Integrating the Fully Coupled Geomechanical with Thermodynamics Modeling for Accurate Pore Pressure Prediction - A Case Study from China

Abstract

Abstract The accurate prediction of pore pressure relates directly to various important affects oil and gas field exploration and development including drilling engineering design and formulation of oil and gas reservoir development plans. The well logging information with unique advantages such as high vertical resolution and capability of continuous measurement has been widely used in formation pore pressure prediction. Currently, though the industry has developed many methods for formation pore pressure well logging prediction, they may not be all used to calculate formation pore pressure in actual production. And it may be difficult to guarantee the prediction accuracy with a single method. In order to accurately predict formation pore pressure, this paper systematically reviewed domestic and foreign literatures on formation pore pressure well logging prediction, explained the methods and principles of each prediction technique in detail, and summarized the applicability of each formation pore pressure prediction technique in detail. This paper concluded that both the effective stress method and the Bowers method could be used to accurately predict the formation pore pressure, and the empirical statistical model method also had high prediction accuracy, while the equivalent depth method and the Eaton method which are subject to the accuracy of the normal compaction trend equation had relatively poor prediction effect.
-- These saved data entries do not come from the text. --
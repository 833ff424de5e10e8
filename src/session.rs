use log::info;

use crate::classify::{decompose, Decomposition};
use crate::compress::{compress, FeatureVector};
use crate::config::Config;
use crate::data::model::DataCube;
use crate::error::{Error, Result};
use crate::render::{render_score, write_score, FluidSynthRenderer, RenderedFiles, Renderer};
use crate::score::Score;
use crate::sonify::{sonify_decomposition, sonify_intensity};

// ---------------------------------------------------------------------------
// Session
// ---------------------------------------------------------------------------

/// Everything needed to turn a selected spaxel into sound: the loaded cube,
/// the configuration and the rendering backend. Each call is independent;
/// nothing is carried over from one pixel to the next.
pub struct Session {
    /// Loaded cube.
    pub cube: DataCube,

    /// Output paths, class codes and instrument programs.
    pub config: Config,

    /// Replacement backend. When unset, FluidSynth is set up from
    /// `config.output` at render time.
    renderer: Option<Box<dyn Renderer>>,

    /// Only write the score file; skip the backend.
    pub score_only: bool,
}

impl Session {
    /// A session rendering through FluidSynth as configured.
    pub fn new(cube: DataCube, config: Config) -> Self {
        Self {
            cube,
            config,
            renderer: None,
            score_only: false,
        }
    }

    /// Swap the rendering backend.
    pub fn with_renderer(mut self, renderer: Box<dyn Renderer>) -> Self {
        self.renderer = Some(renderer);
        self
    }

    /// Nine band sums at `(x, y)`.
    pub fn compress_pixel(&self, x: usize, y: usize) -> Result<FeatureVector> {
        compress(&self.cube, x, y)
    }

    /// Split the spectrum at `(x, y)` by the cube's class labels.
    pub fn decompose_pixel(&self, x: usize, y: usize) -> Result<Decomposition> {
        let spectrum = self.cube.spectrum(x, y)?;
        let labels = self
            .cube
            .labels_column(x, y)?
            .ok_or_else(|| Error::invalid("cube carries no classification labels"))?;
        decompose(&spectrum, &labels, &self.config.class_codes)
    }

    /// Multi-track score for `(x, y)`, not yet written anywhere.
    pub fn score_pixel(&self, x: usize, y: usize) -> Result<Score> {
        let decomposition = self.decompose_pixel(x, y)?;
        sonify_decomposition(self.cube.wave_rest(), &decomposition, &self.config.sonify)
    }

    /// Single-track score of the compressed spectrum at `(x, y)`. The band
    /// index stands in for wavelength.
    pub fn score_compressed(&self, x: usize, y: usize) -> Result<Score> {
        let features = self.compress_pixel(x, y)?;
        let axis: Vec<f64> = (0..features.values().len()).map(|i| i as f64).collect();
        sonify_intensity(&axis, features.values(), &self.config.sonify)
    }

    /// Decompose, sonify and render the spaxel at `(x, y)`.
    pub fn sonify_pixel(&self, x: usize, y: usize) -> Result<RenderedFiles> {
        let score = self.score_pixel(x, y)?;
        info!("pixel ({x}, {y}): {} notes", score.note_count());
        self.finish(&score)
    }

    /// Compress, sonify and render the spaxel at `(x, y)`.
    pub fn sonify_compressed(&self, x: usize, y: usize) -> Result<RenderedFiles> {
        let score = self.score_compressed(x, y)?;
        info!("pixel ({x}, {y}) compressed: {} notes", score.note_count());
        self.finish(&score)
    }

    fn finish(&self, score: &Score) -> Result<RenderedFiles> {
        if self.score_only {
            write_score(score, &self.config.output)
        } else if let Some(renderer) = &self.renderer {
            render_score(score, &self.config.output, renderer.as_ref())
        } else {
            let fluidsynth = FluidSynthRenderer::from_config(&self.config.output);
            render_score(score, &self.config.output, &fluidsynth)
        }
    }
}

#[cfg(test)]
mod tests {
    use super::*;

    #[test]
    fn output_config_edits_reach_the_backend() {
        let dir = tempfile::tempdir().unwrap();
        let cube = DataCube::new(vec![6560.0], vec![1.0], Some(vec![0]), 1, 1).unwrap();
        let mut session = Session::new(cube, Config::default());
        session.config.output.midi_path = dir.path().join("out.mid");
        session.config.output.wav_path = dir.path().join("out.wav");
        let bank = dir.path().join("custom.sf2");
        session.config.output.sound_bank = bank.clone();

        match session.sonify_pixel(0, 0) {
            Err(Error::RenderingUnavailable { what: "sound bank", path }) => assert_eq!(path, bank),
            other => panic!("unexpected result: {other:?}"),
        }
        assert_eq!(std::fs::read_dir(dir.path()).unwrap().count(), 0);
    }
}
//! Cosmic Composers – listen to a spectral data cube.
//!
//! A selected spaxel goes through one of two paths:
//!
//! ```text
//!   DataCube ──compress──▶ FeatureVector ──sonify_intensity──▶ Score ─┐
//!      │                                                              ├─▶ render_score ─▶ .mid + .wav
//!      └──spectrum + labels──decompose──▶ Decomposition ──sonify──▶ Score ─┘
//! ```

pub mod classify;
pub mod compress;
pub mod config;
pub mod data;
pub mod error;
pub mod mapping;
pub mod render;
pub mod score;
pub mod session;
pub mod sonify;

pub use error::{Error, Result};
It will be a trend in this field to construct the formation pore pressure nonlinear prediction model based on mechanical parameter tests in the study area with organically integrating geophysical well logging and pressure detection data. The study area is located southwestern China, the deep formations that more than 4000 meters are high temperature (150-180 deg C). Thermal-related secondary pore pressure generating mechanism may become active leading to higher overpressure and difficulties in prediction. For the case study, an empirical relationship of overpressure impact factors versus temperature of shale was proposed. An accurate pore pressure model generated using available well-scale geomechanical model and overpressure impact factors. With an integrating fully coupled PPP model as foundation, the integrated approach helps deep wells to reduce serious wellbore instability caused by abnormal formation pressure, wellbore collapse and other complex drilling problems.